I followed a well-tracked trail down a steep hill. It was marked with arrows, so I decided that meant it was one of the routes for the virtual races that Leadville's bike club sponsored, and it would definitely lead me back to Mineral Belt. I told myself the stories I wanted to believe were true. I followed the arrows up another steep hill, again climbing above 11,000 feet and into another drainage, and well ... duh. But I still thought it reasonable to lose another 700 feet on this trail, descending into a mire of ankle-deep Slurpee slush and finally mud because apparently, Leadville exists in this magical bubble of winter inside the Ark Valley banana belt. Finally, I arrived at a gate, where a woman was about to get into her truck. I asked her whether the road descended "to town." She looked confused, and I had to clarify, "Leadville."
"You can't get to Leadville from here," she said with a kind apologetic tone. "I mean, you can. It would be okay to ride through the village. But it's ten miles to the highway, and then another 15 on the busy highway."
I did not believe her. But later I looked at a map, and what she said was true. This new drainage took me completely off course in the precise wrong direction. She suggested going back the way I came, and as much as I dreaded the slush slog and wet feet that were sure to ensue, I knew she was right. She suggested I try the "footpath" instead of the motor path I came in on. After 300 feet of climbing through soul-crushing mud — all too late in my opinion — I realized her recommended route was unbroken singletrack. It felt like it was 100 degrees under the afternoon sun. I was drenched in sweat as I slogged into what promised to be a hard hike through a half-mile of steep, knee-deep slush.
While pushing, the coat dangling around my waist became lodged in the bike's cassette. Rage coursed through my blood and I stopped to compose myself. "Be patient, be patient," I chanted. I wanted to rip the entire thing apart, bike included, and may have found the adrenaline-charged strength to do so if I didn't will myself to be rational. It took at least 15 minutes to work the coat away from the cassette — the zipper being the linchpin. Meanwhile, slush soaked into everything I was wearing.
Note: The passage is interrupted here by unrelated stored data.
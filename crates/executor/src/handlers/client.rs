//! Client operation handlers.

use bson::Document;
use unified_core::EntityKind;
use unified_driver::{ChangeStreamOptions, ClientHandle, ListDatabasesOptions};

use super::{finish, unsupported, Outcome};
use crate::entity::EntityMap;
use crate::operation::Operation;
use crate::output::Output;

/// Run an operation against a client entity.
pub fn execute(client: &dyn ClientHandle, entities: &EntityMap, op: Operation) -> Outcome {
    match op {
        Operation::ListDatabases {
            filter,
            session,
            options,
        } => list_databases(client, entities, filter, session, options),
        Operation::CreateChangeStream {
            pipeline,
            session,
            options,
        } => create_change_stream(client, entities, pipeline, session, options),
        other => Err(unsupported(&other, EntityKind::Client)),
    }
}

/// Handle listDatabases operation.
pub fn list_databases(
    client: &dyn ClientHandle,
    entities: &EntityMap,
    filter: Option<Document>,
    session: Option<String>,
    options: ListDatabasesOptions,
) -> Outcome {
    let session = entities.optional_session(session.as_deref())?;
    finish(
        client.list_databases(filter, &options, session.as_deref()),
        |docs| Ok(Output::Documents(docs)),
    )
}

/// Handle createChangeStream operation.
pub fn create_change_stream(
    client: &dyn ClientHandle,
    entities: &EntityMap,
    pipeline: Vec<Document>,
    session: Option<String>,
    options: ChangeStreamOptions,
) -> Outcome {
    let session = entities.optional_session(session.as_deref())?;
    finish(client.watch(pipeline, &options, session.as_deref()), |stream| {
        Ok(Output::ChangeStream(stream))
    })
}
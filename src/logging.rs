//! Logging setup.
//!
//! Runner components log through `tracing` under the `unified::*` targets:
//!
//! | Target | Component |
//! |--------|-----------|
//! | `unified::runner` | file and test orchestration, skips, teardown |
//! | `unified::entity` | entity construction and teardown |
//! | `unified::executor` | each operation |
//! | `unified::memory` | the in-memory driver |

use tracing_subscriber::EnvFilter;

/// Install a formatting subscriber.
///
/// `RUST_LOG` wins over `filter` when set. Returns `false` if a global
/// subscriber was already installed, which makes repeated calls from tests
/// harmless.
pub fn init_tracing(filter: &str) -> bool {
    let filter = EnvFilter::try_from_default_env()
        .ok()
        .or_else(|| EnvFilter::try_new(filter).ok())
        .unwrap_or_else(|| EnvFilter::new("unified=info"));
    tracing_subscriber::fmt()
        .with_env_filter(filter)
        .with_test_writer()
        .try_init()
        .is_ok()
}

#[cfg(test)]
mod tests {
    use super::*;

    #[test]
    fn second_init_is_harmless() {
        init_tracing("unified=debug");
        assert!(!init_tracing("not a valid filter ==="));
    }
}
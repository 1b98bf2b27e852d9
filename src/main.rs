use std::env;

use config::Config;
use dotenvy::dotenv;

use interop_results::models::config::ServerConfig;

#[actix_web::main]
async fn main() -> std::io::Result<()> {
    dotenv().ok(); // Load .env file
    env_logger::init_from_env(env_logger::Env::default().default_filter_or("info"));

    // Select config profile (defaults to `local`).
    let app_env = env::var("APP_ENV").unwrap_or_else(|_| "local".into());

    let settings = Config::builder()
        // Add `./config/default.yaml`
        .add_source(config::File::with_name("config/default"))
        // Add environment-specific overrides
        .add_source(config::File::with_name(&format!("config/{app_env}")).required(false))
        // Add settings from the environment (with a prefix of APP)
        .add_source(config::Environment::with_prefix("APP"))
        .build();

    let settings = match settings {
        Ok(settings) => settings,
        Err(err) => {
            log::error!("Error loading settings: {err}");
            std::process::exit(1);
        }
    };

    let server_config = match settings.try_deserialize::<ServerConfig>() {
        Ok(server_config) => server_config,
        Err(err) => {
            log::error!("Error loading server config: {err}");
            std::process::exit(1);
        }
    };

    interop_results::run(server_config).await
}
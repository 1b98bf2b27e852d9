use diesel::r2d2::{Error as R2D2Error, PoolError};
use diesel::result::{DatabaseErrorKind, Error as DieselError};
use thiserror::Error;

use crate::domain::types::TypeConstraintError;

#[derive(Debug, Error)]
pub enum RepositoryError {
    #[error("Entity not found")]
    NotFound,

    #[error("Database error: {0}")]
    DatabaseError(String),

    #[error("Validation error: {0}")]
    ValidationError(String),

    #[error("Connection error: {0}")]
    ConnectionError(String),

    #[error("Constraint violation: {0}")]
    ConstraintViolation(String),

    #[error("Unexpected error: {0}")]
    Unexpected(String),
}

pub type RepositoryResult<T> = Result<T, RepositoryError>;

impl From<DieselError> for RepositoryError {
    fn from(err: DieselError) -> Self {
        match err {
            DieselError::NotFound => RepositoryError::NotFound,

            DieselError::DatabaseError(kind, info) => {
                let message = info.message().to_string();
                match kind {
                    DatabaseErrorKind::UniqueViolation => RepositoryError::ConstraintViolation(
                        format!("Unique constraint violation: {message}"),
                    ),
                    DatabaseErrorKind::ForeignKeyViolation => RepositoryError::ConstraintViolation(
                        format!("Foreign key constraint violation: {message}"),
                    ),
                    DatabaseErrorKind::NotNullViolation => RepositoryError::ConstraintViolation(
                        format!("Not null constraint violation: {message}"),
                    ),
                    _ => RepositoryError::DatabaseError(message),
                }
            }

            DieselError::SerializationError(e) | DieselError::DeserializationError(e) => {
                RepositoryError::ValidationError(format!("Row conversion error: {e}"))
            }

            DieselError::RollbackTransaction => {
                RepositoryError::DatabaseError("Transaction rollback".to_string())
            }

            _ => RepositoryError::Unexpected(format!("Unexpected diesel error: {err}")),
        }
    }
}

impl From<R2D2Error> for RepositoryError {
    fn from(err: R2D2Error) -> Self {
        RepositoryError::ConnectionError(err.to_string())
    }
}

impl From<PoolError> for RepositoryError {
    fn from(err: PoolError) -> Self {
        RepositoryError::ConnectionError(err.to_string())
    }
}

/// Stored rows that no longer satisfy domain constraints surface as validation
/// failures of the repository.
impl From<TypeConstraintError> for RepositoryError {
    fn from(err: TypeConstraintError) -> Self {
        RepositoryError::ValidationError(err.to_string())
    }
}
//! DTO modules that bridge services with the HTTP API.

pub mod results;
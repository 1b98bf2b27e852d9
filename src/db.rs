//! Database connection helpers.
//!
//! Test runs live in a single SQLite file shared by every worker through an
//! r2d2 pool. Each connection is tuned on checkout so that concurrent
//! submissions wait on the write lock instead of failing immediately.

use std::time::Duration;

use diesel::connection::SimpleConnection;
use diesel::r2d2::{ConnectionManager, CustomizeConnection, Pool, PoolError, PooledConnection};
use diesel::sqlite::SqliteConnection;

pub type DbPool = Pool<ConnectionManager<SqliteConnection>>;
pub type DbConnection = PooledConnection<ConnectionManager<SqliteConnection>>;

/// How long a request waits for SQLite's write lock.
pub const BUSY_TIMEOUT: Duration = Duration::from_secs(30);

#[derive(Debug)]
/// Options that are applied each time a connection is acquired from the pool.
pub struct ConnectionOptions {
    /// Enable Write Ahead Logging mode for SQLite.
    pub enable_wal: bool,
    /// Enforce foreign key checks between runs, cases and metadata.
    pub enable_foreign_keys: bool,
    /// Timeout to wait for a locked database.
    pub busy_timeout: Option<Duration>,
}

impl Default for ConnectionOptions {
    fn default() -> Self {
        Self {
            enable_wal: true,
            enable_foreign_keys: true,
            busy_timeout: Some(BUSY_TIMEOUT),
        }
    }
}

impl ConnectionOptions {
    fn pragmas(&self) -> String {
        let mut pragmas = String::new();
        if self.enable_wal {
            pragmas.push_str("PRAGMA journal_mode = WAL; PRAGMA synchronous = NORMAL;");
        }
        if self.enable_foreign_keys {
            pragmas.push_str("PRAGMA foreign_keys = ON;");
        }
        if let Some(timeout) = self.busy_timeout {
            pragmas.push_str(&format!("PRAGMA busy_timeout = {};", timeout.as_millis()));
        }
        pragmas
    }
}

impl CustomizeConnection<SqliteConnection, diesel::r2d2::Error> for ConnectionOptions {
    fn on_acquire(&self, conn: &mut SqliteConnection) -> Result<(), diesel::r2d2::Error> {
        let pragmas = self.pragmas();
        if pragmas.is_empty() {
            return Ok(());
        }
        conn.batch_execute(&pragmas)
            .map_err(diesel::r2d2::Error::QueryError)
    }
}

/// Create a Diesel connection pool for the given database URL.
pub fn establish_connection_pool(database_url: &str) -> Result<DbPool, PoolError> {
    let manager = ConnectionManager::<SqliteConnection>::new(database_url);
    Pool::builder()
        .connection_customizer(Box::new(ConnectionOptions::default()))
        .build(manager)
}
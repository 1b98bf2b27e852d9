use std::collections::BTreeMap;

use chrono::NaiveDateTime;
use serde::{Deserialize, Serialize};

use crate::domain::types::{Cpid, DurationSeconds, TestRunId};

/// Metadata key populated from the public-key request header.
pub const PUBLIC_KEY_METADATA_KEY: &str = "public_key";

/// Stored test run as returned by the repository.
#[derive(Clone, Debug, Serialize, Deserialize, PartialEq)]
pub struct TestRun {
    pub id: TestRunId,
    pub cpid: Cpid,
    pub duration_seconds: DurationSeconds,
    pub created_at: NaiveDateTime,
    pub metadata: BTreeMap<String, String>,
}

/// Listing row for a stored test run.
#[derive(Clone, Debug, Serialize, Deserialize, PartialEq)]
pub struct TestRunSummary {
    pub id: TestRunId,
    pub cpid: Cpid,
    pub created_at: NaiveDateTime,
}

impl From<TestRun> for TestRunSummary {
    fn from(run: TestRun) -> Self {
        Self {
            id: run.id,
            cpid: run.cpid,
            created_at: run.created_at,
        }
    }
}

/// A single executed test case in a submission.
#[derive(Clone, Debug, Serialize, Deserialize, PartialEq, Eq)]
pub struct NewTestCase {
    pub name: String,
    pub uid: Option<String>,
}

impl NewTestCase {
    #[must_use]
    pub fn new(name: impl Into<String>, uid: Option<String>) -> Self {
        Self {
            name: name.into(),
            uid: uid.map(|s| s.trim().to_string()).filter(|s| !s.is_empty()),
        }
    }
}

/// Validated submission ready to be persisted.
#[derive(Clone, Debug, Serialize, Deserialize, PartialEq)]
pub struct NewTestRun {
    pub cpid: Cpid,
    pub duration_seconds: DurationSeconds,
    pub results: Vec<NewTestCase>,
    pub metadata: BTreeMap<String, String>,
}

impl NewTestRun {
    #[must_use]
    pub fn new(
        cpid: Cpid,
        duration_seconds: DurationSeconds,
        results: Vec<NewTestCase>,
        metadata: Option<BTreeMap<String, String>>,
    ) -> Self {
        Self {
            cpid,
            duration_seconds,
            results,
            metadata: metadata.unwrap_or_default(),
        }
    }

    /// Records the submitter's public key in the run metadata, replacing any
    /// value supplied in the payload itself.
    #[must_use]
    pub fn with_public_key(mut self, public_key: impl Into<String>) -> Self {
        self.metadata
            .insert(PUBLIC_KEY_METADATA_KEY.to_string(), public_key.into());
        self
    }
}

/// Constraints restricting which test runs a listing returns.
///
/// Dates bound `created_at` inclusively; `cpid` is an exact match.
#[derive(Clone, Debug, Default, PartialEq, Eq)]
pub struct ResultsFilter {
    pub start_date: Option<NaiveDateTime>,
    pub end_date: Option<NaiveDateTime>,
    pub cpid: Option<String>,
}

impl ResultsFilter {
    pub fn new() -> Self {
        Self::default()
    }

    pub fn cpid(mut self, cpid: impl Into<String>) -> Self {
        self.cpid = Some(cpid.into());
        self
    }

    pub fn start_date(mut self, start_date: NaiveDateTime) -> Self {
        self.start_date = Some(start_date);
        self
    }

    pub fn end_date(mut self, end_date: NaiveDateTime) -> Self {
        self.end_date = Some(end_date);
        self
    }

    /// Returns `true` when the run satisfies every constraint of the filter.
    #[cfg(test)]
    pub fn matches(&self, cpid: &str, created_at: NaiveDateTime) -> bool {
        self.cpid.as_deref().is_none_or(|expected| expected == cpid)
            && self.start_date.is_none_or(|start| created_at >= start)
            && self.end_date.is_none_or(|end| created_at <= end)
    }
}
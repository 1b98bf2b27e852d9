//! Strongly-typed value objects used by domain entities.
//!
//! These wrappers enforce basic invariants (e.g., well-formed identifiers,
//! trimmed non-empty platform ids) so that once a value reaches the domain
//! layer it can be treated as trusted.
use std::fmt::{Display, Formatter};
use std::str::FromStr;

use serde::{Deserialize, Serialize};
use thiserror::Error;
use uuid::Uuid;

/// Maximum accepted length of a cloud platform identifier.
pub const CPID_MAX_LENGTH: usize = 255;

/// Errors produced when attempting to construct a constrained value object.
#[derive(Debug, Error, PartialEq, Eq)]
pub enum TypeConstraintError {
    /// Provided string contained no non-whitespace characters.
    #[error("value cannot be empty")]
    EmptyString,
    /// Provided string exceeded the allowed length.
    #[error("value is longer than {0} characters")]
    TooLong(usize),
    /// Provided value failed custom validation.
    #[error("invalid value: {0}")]
    InvalidValue(String),
    /// Provided uuid failed format validation.
    #[error("invalid uuid value")]
    InvalidUuid,
}

/// Unique identifier of a stored test run.
#[derive(Debug, Clone, Copy, PartialEq, Eq, Hash, Serialize, Deserialize)]
pub struct TestRunId(Uuid);

impl TestRunId {
    /// Generate a new random identifier.
    pub fn new() -> Self {
        Self(Uuid::new_v4())
    }

    /// Borrow the underlying uuid.
    pub const fn as_uuid(&self) -> &Uuid {
        &self.0
    }
}

impl Default for TestRunId {
    fn default() -> Self {
        Self::new()
    }
}

impl Display for TestRunId {
    fn fmt(&self, f: &mut Formatter<'_>) -> std::fmt::Result {
        write!(f, "{}", self.0)
    }
}

impl FromStr for TestRunId {
    type Err = TypeConstraintError;

    fn from_str(s: &str) -> Result<Self, Self::Err> {
        Ok(Self(
            Uuid::parse_str(s).map_err(|_| TypeConstraintError::InvalidUuid)?,
        ))
    }
}

impl From<Uuid> for TestRunId {
    fn from(value: Uuid) -> Self {
        Self(value)
    }
}

/// Trimmed, non-empty identifier of the cloud platform under test.
#[derive(Clone, Debug, Serialize, Deserialize, PartialEq, Eq, Hash)]
pub struct Cpid(String);

impl Cpid {
    /// Trims whitespace and rejects empty or oversized inputs.
    pub fn new<S: Into<String>>(value: S) -> Result<Self, TypeConstraintError> {
        let trimmed = value.into().trim().to_string();
        if trimmed.is_empty() {
            return Err(TypeConstraintError::EmptyString);
        }
        if trimmed.chars().count() > CPID_MAX_LENGTH {
            return Err(TypeConstraintError::TooLong(CPID_MAX_LENGTH));
        }
        Ok(Self(trimmed))
    }

    /// Borrow the inner string.
    pub fn as_str(&self) -> &str {
        &self.0
    }

    /// Consume the wrapper returning the owned string.
    pub fn into_inner(self) -> String {
        self.0
    }
}

impl Display for Cpid {
    fn fmt(&self, f: &mut Formatter<'_>) -> std::fmt::Result {
        write!(f, "{}", self.0)
    }
}

impl TryFrom<String> for Cpid {
    type Error = TypeConstraintError;

    fn try_from(value: String) -> Result<Self, Self::Error> {
        Self::new(value)
    }
}

impl TryFrom<&str> for Cpid {
    type Error = TypeConstraintError;

    fn try_from(value: &str) -> Result<Self, Self::Error> {
        Self::new(value)
    }
}

impl From<Cpid> for String {
    fn from(value: Cpid) -> Self {
        value.0
    }
}

/// Non-negative run duration in whole seconds.
#[derive(Clone, Copy, Debug, Serialize, Deserialize, PartialEq, Eq, PartialOrd, Ord, Hash)]
pub struct DurationSeconds(i64);

impl DurationSeconds {
    pub fn new(value: i64) -> Result<Self, TypeConstraintError> {
        if value < 0 {
            return Err(TypeConstraintError::InvalidValue(format!(
                "duration must not be negative, got {value}"
            )));
        }
        Ok(Self(value))
    }

    pub const fn get(self) -> i64 {
        self.0
    }
}

impl TryFrom<i64> for DurationSeconds {
    type Error = TypeConstraintError;

    fn try_from(value: i64) -> Result<Self, Self::Error> {
        Self::new(value)
    }
}

impl From<DurationSeconds> for i64 {
    fn from(value: DurationSeconds) -> Self {
        value.0
    }
}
Within minutes I was cold, but I didn't put the coat back on, because I had already worked so hard to stuff it into an overstuffed seat post bag. It was too much effort to remove.
When I finally reached the "motor trail" that I rode in on, I had nothing left in the tank. I was sure of it. It was that moment in the adventure where you wonder if just sitting down in the snow and waiting to die might just be the way to go. I'd already had a little cry about the coat and seized-up wheel, before reminding myself that I was crying over a bike when hundreds of lives were irrevocably changed by the Boulder shooting, and don't these kinds of terrible things happen every damn day? No, get your sad self up and keep walking. Life is hard in its own ways for each and every one of us, but what a triumph it is, to keep on living.
Needless to say, I got my sad self up and completed the multiple climbs back to my car without further incident. I texted Beat to tell him my adventure went, you know, a little long, as Jill adventures usually do. But I was on my way home. The day was ending. Evening drenched the mountains in magic light as I listened to music and cried for every other song, mostly from happiness and nostalgia, this time.
Sunset kept getting better as I drove east toward the high winds across the Divide and the alarmingly large moon rising over the mountains. Life as a human in the modern world can be sad and full of drudgery. But then sometimes, in the midst of these low moments, the universe returns with a barrage of magic so astounding you can scarcely breathe.